The African Wildlife Defence Force (AWDF) (Afrika Wildsweermag (Afrikaans),  Force pour la défense de la faune sauvage Africaine (French), Força de defesa da vida selvagem Africana (Portuguese), Kikosi cha ulinzi ya wanyama pori barani Afrika (Swahili), 非洲野生動物防衛軍 (Chinese, traditional), 非洲野生动物防卫军 (Chinese, simplified)) is a private elite park ranger and anti-poaching organization based in Dungu, in the north-east of the Democratic Republic of the Congo. AWDF uses direct action tactics to protect wildlife and rainforests. The organization was founded in 2012 by Jean Kiala-Inkisi, a horticulturist and forester. It is proposed as an alternative to regular park ranger organizations who struggle with corruption, and seeks to eliminate the increasing levels of violence which poachers face.

History
The AWDF was found in 2012 after founder Jean Kiala-Inkisi travelled through Africa and visited orphanages, private game ranches, conservancies and national parks in countries such D.R. Congo, Kenya, Tanzania, South Africa and South Sudan. He was disappointed because, in his mind, the outside world was not doing enough to help the parks in central Africa. After he had conducted ground surveys on the border of the Democratic Republic of the Congo and South Sudan, and had been contracted on a private ranch in South Africa, he decided to train a team of Congolese rangers.

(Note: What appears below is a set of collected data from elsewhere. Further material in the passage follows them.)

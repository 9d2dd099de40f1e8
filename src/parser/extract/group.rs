use super::{feature, Accumulator};
use crate::model::Category;
use crate::parser::nodes::{GroupNode, Node};

/// Parse a group and its direct feature children. Deeper descendants are not searched.
pub(super) fn parse(node: &GroupNode<'_>, acc: &mut Accumulator) -> Category {
    let attrs = &node.attrs;
    let mut category = Category {
        id: acc.category_id(attrs),
        heading: attrs.heading.clone(),
        subheading: attrs.subheading.clone(),
        icon: attrs.icon.clone(),
        icon_color: attrs.icon_color.clone(),
        icon_bg_color: attrs.icon_bg_color.clone(),
        heading_tag: attrs.heading_tag,
        show_feature_count: attrs.show_feature_count,
        feature_count: attrs.feature_count,
        features: Vec::new(),
    };

    for child in node.children {
        if let Node::Feature(f) = Node::classify(child) {
            let parsed = feature::parse(&f);
            acc.record(parsed.tier);
            category.features.push(parsed);
        }
    }

    category
}
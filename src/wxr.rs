//! WordPress eXtended RSS (WXR) export import.

use anyhow::{Context, Result};
use chrono::NaiveDateTime;
use quick_xml::events::Event;
use quick_xml::Reader;
use tracing::{debug, warn};

use crate::parser::markup::slugify;
use crate::source::Document;

const WP_DATE_FORMAT: &str = "%Y-%m-%d %H:%M:%S";

#[derive(Debug, Clone, Copy, PartialEq)]
enum Field {
    Title,
    Link,
    Content,
    PostId,
    PostName,
    PostType,
    Status,
    Modified,
}

impl Field {
    fn from_tag(tag: &[u8]) -> Option<Self> {
        Some(match tag {
            b"title" => Field::Title,
            b"link" => Field::Link,
            b"content:encoded" => Field::Content,
            b"wp:post_id" => Field::PostId,
            b"wp:post_name" => Field::PostName,
            b"wp:post_type" => Field::PostType,
            b"wp:status" => Field::Status,
            b"wp:post_modified_gmt" => Field::Modified,
            _ => return None,
        })
    }
}

#[derive(Default)]
struct Item {
    title: String,
    link: String,
    content: String,
    post_id: String,
    post_name: String,
    post_type: String,
    status: String,
    modified: String,
}

impl Item {
    fn field_mut(&mut self, field: Field) -> &mut String {
        match field {
            Field::Title => &mut self.title,
            Field::Link => &mut self.link,
            Field::Content => &mut self.content,
            Field::PostId => &mut self.post_id,
            Field::PostName => &mut self.post_name,
            Field::PostType => &mut self.post_type,
            Field::Status => &mut self.status,
            Field::Modified => &mut self.modified,
        }
    }

    fn into_document(self) -> Option<Document> {
        let id = match self.post_id.trim().parse::<i64>() {
            Ok(id) => id,
            Err(_) => {
                warn!("Skipping item {:?}: no numeric post id", self.title.trim());
                return None;
            }
        };
        let title = self.title.trim().to_string();
        let slug = match self.post_name.trim() {
            "" => slugify(&title),
            s => s.to_string(),
        };

        Some(Document {
            id,
            post_type: self.post_type.trim().to_string(),
            status: self.status.trim().to_string(),
            title,
            slug,
            url: self.link.trim().to_string(),
            content: self.content,
            modified: parse_wp_date(&self.modified),
        })
    }
}

/// `0000-00-00 00:00:00` and empty values have no date.
fn parse_wp_date(value: &str) -> Option<NaiveDateTime> {
    NaiveDateTime::parse_from_str(value.trim(), WP_DATE_FORMAT).ok()
}

/// Parse every `<item>` of a WXR export into a [`Document`], whatever its post type.
pub fn parse_wxr(xml: &str) -> Result<Vec<Document>> {
    let mut reader = Reader::from_str(xml);
    let mut docs = Vec::new();
    let mut item: Option<Item> = None;
    // Depth below <item>; only its direct children are read.
    let mut depth = 0usize;
    let mut field: Option<Field> = None;

    loop {
        let pos = reader.buffer_position();
        let event = reader
            .read_event()
            .with_context(|| format!("Malformed WXR near byte {}", pos))?;

        match event {
            Event::Start(e) => {
                if let Some(current) = item.as_mut() {
                    depth += 1;
                    if depth == 1 {
                        field = Field::from_tag(e.name().as_ref());
                        if let Some(f) = field {
                            current.field_mut(f).clear();
                        }
                    }
                } else if e.name().as_ref() == b"item" {
                    item = Some(Item::default());
                    depth = 0;
                }
            }
            Event::End(e) => {
                if item.is_some() && depth == 0 && e.name().as_ref() == b"item" {
                    if let Some(doc) = item.take().and_then(Item::into_document) {
                        docs.push(doc);
                    }
                } else if item.is_some() {
                    if depth == 1 {
                        field = None;
                    }
                    depth = depth.saturating_sub(1);
                }
            }
            Event::Text(e) => {
                if let (Some(current), Some(f)) = (item.as_mut(), field) {
                    let text = e.unescape().context("Invalid text in WXR item")?;
                    current.field_mut(f).push_str(&text);
                }
            }
            Event::CData(e) => {
                if let (Some(current), Some(f)) = (item.as_mut(), field) {
                    let text = std::str::from_utf8(&e).context("Invalid UTF-8 in WXR CDATA")?;
                    current.field_mut(f).push_str(text);
                }
            }
            Event::Eof => break,
            _ => {}
        }
    }

    debug!(items = docs.len(), "parsed WXR export");
    Ok(docs)
}

#[cfg(test)]
mod tests {
    use super::*;

    const EXPORT: &str = r#"<?xml version="1.0" encoding="UTF-8" ?>
<rss version="2.0"
    xmlns:content="http://purl.org/rss/1.0/modules/content/"
    xmlns:wp="http://wordpress.org/export/1.2/">
<channel>
    <title>Popup Maker</title>
    <link>https://wppopupmaker.com</link>
    <item>
        <title><![CDATA[HubSpot]]></title>
        <link>https://wppopupmaker.com/integrations/hubspot/</link>
        <content:encoded><![CDATA[<!-- wp:popup-maker/integration-feature {"label":"Sync Leads","tier":"pro"} /-->]]></content:encoded>
        <wp:post_id>42</wp:post_id>
        <wp:post_modified_gmt><![CDATA[2024-03-05 14:22:10]]></wp:post_modified_gmt>
        <wp:post_name><![CDATA[hubspot]]></wp:post_name>
        <wp:status><![CDATA[publish]]></wp:status>
        <wp:post_type><![CDATA[integration]]></wp:post_type>
        <wp:postmeta>
            <wp:meta_key><![CDATA[_edit_last]]></wp:meta_key>
            <wp:meta_value><![CDATA[1]]></wp:meta_value>
        </wp:postmeta>
    </item>
    <item>
        <title>Forms &amp; Surveys</title>
        <link>https://wppopupmaker.com/?p=43</link>
        <content:encoded><![CDATA[]]></content:encoded>
        <wp:post_id>43</wp:post_id>
        <wp:post_modified_gmt><![CDATA[0000-00-00 00:00:00]]></wp:post_modified_gmt>
        <wp:post_name><![CDATA[]]></wp:post_name>
        <wp:status><![CDATA[draft]]></wp:status>
        <wp:post_type><![CDATA[page]]></wp:post_type>
    </item>
    <item>
        <title>Broken</title>
        <wp:post_id></wp:post_id>
    </item>
</channel>
</rss>"#;

    #[test]
    fn reads_items() {
        let docs = parse_wxr(EXPORT).unwrap();
        assert_eq!(docs.len(), 2);

        let hubspot = &docs[0];
        assert_eq!(hubspot.id, 42);
        assert_eq!(hubspot.title, "HubSpot");
        assert_eq!(hubspot.slug, "hubspot");
        assert_eq!(hubspot.post_type, "integration");
        assert_eq!(hubspot.status, "publish");
        assert_eq!(hubspot.url, "https://wppopupmaker.com/integrations/hubspot/");
        assert!(hubspot.content.starts_with("<!-- wp:popup-maker/integration-feature"));
        assert_eq!(
            hubspot.modified,
            NaiveDateTime::parse_from_str("2024-03-05 14:22:10", WP_DATE_FORMAT).ok()
        );
    }

    #[test]
    fn entities_zero_dates_and_missing_slugs() {
        let docs = parse_wxr(EXPORT).unwrap();
        let forms = &docs[1];
        assert_eq!(forms.title, "Forms & Surveys");
        assert_eq!(forms.slug, "forms-surveys");
        assert_eq!(forms.content, "");
        assert!(forms.modified.is_none());
    }

    #[test]
    fn channel_fields_are_not_items() {
        let docs = parse_wxr(EXPORT).unwrap();
        assert!(docs.iter().all(|d| d.title != "Popup Maker"));
    }

    #[test]
    fn extracts_from_imported_content() {
        let docs = parse_wxr(EXPORT).unwrap();
        let result = crate::parser::process_content(&docs[0].content);
        assert_eq!(result.total_features, 1);
    }

    #[test]
    fn malformed_xml_is_an_error() {
        assert!(parse_wxr("<rss><channel><item><title>x</item></channel></rss>").is_err());
    }
}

Two years later, he saw the need for a more specialized task force. And so, as of April 2014, the AWDF began with the selection of candidate rangers in the Democratic Republic of the Congo, South Sudan, Kenya and South Africa for training of Advanced Force (AFR) and Special Force (SFR) rangers. Founder Jean Kiala-Inkisi approached a former French Legionnaire in aim of providing a type of training that follows the tenets of the Special Forces and certain wildlife management courses.

Organization
The AWDF is a non-profit African private ranger organization; 80% of the organization's revenue is spent on its programs, while 20% of revenue is spent on administration and fundraising. It is supported by private and corporate donations, internet advertising and grants. The group is operated by both paid rangers and volunteers. The organization is committed to staying small, by operating with a few Special Operations Task Forces only. The AWDF is governed by a board of directors, including Jean Kiala-Inkisi. The board has several advisers, each addressing an area of expertise. The board consist of an Environmental Scientist, an Anthropologist, a Law Enforcement Advisor and a Financial and Management Advisor. They provide services from Anti-poaching, Wildlife management, Forestry management and Agroforestry consulting. But also Ranger training, Close quarter training and specialist rural security services.

The AWDF is open to all African citizens except for people from countries located north of the Sahel. They refuse African expats from outside Africa for ranger functions, this in order to draw radicalized candidates. In general non-Africans, foreigners coming from outside Africa can only work as an instructor or scientist.

Traditions of the AWDF
The AWDF rangers wear their insignia on the left side of the beret, to distinguish themselves from the regular park ranger organizations.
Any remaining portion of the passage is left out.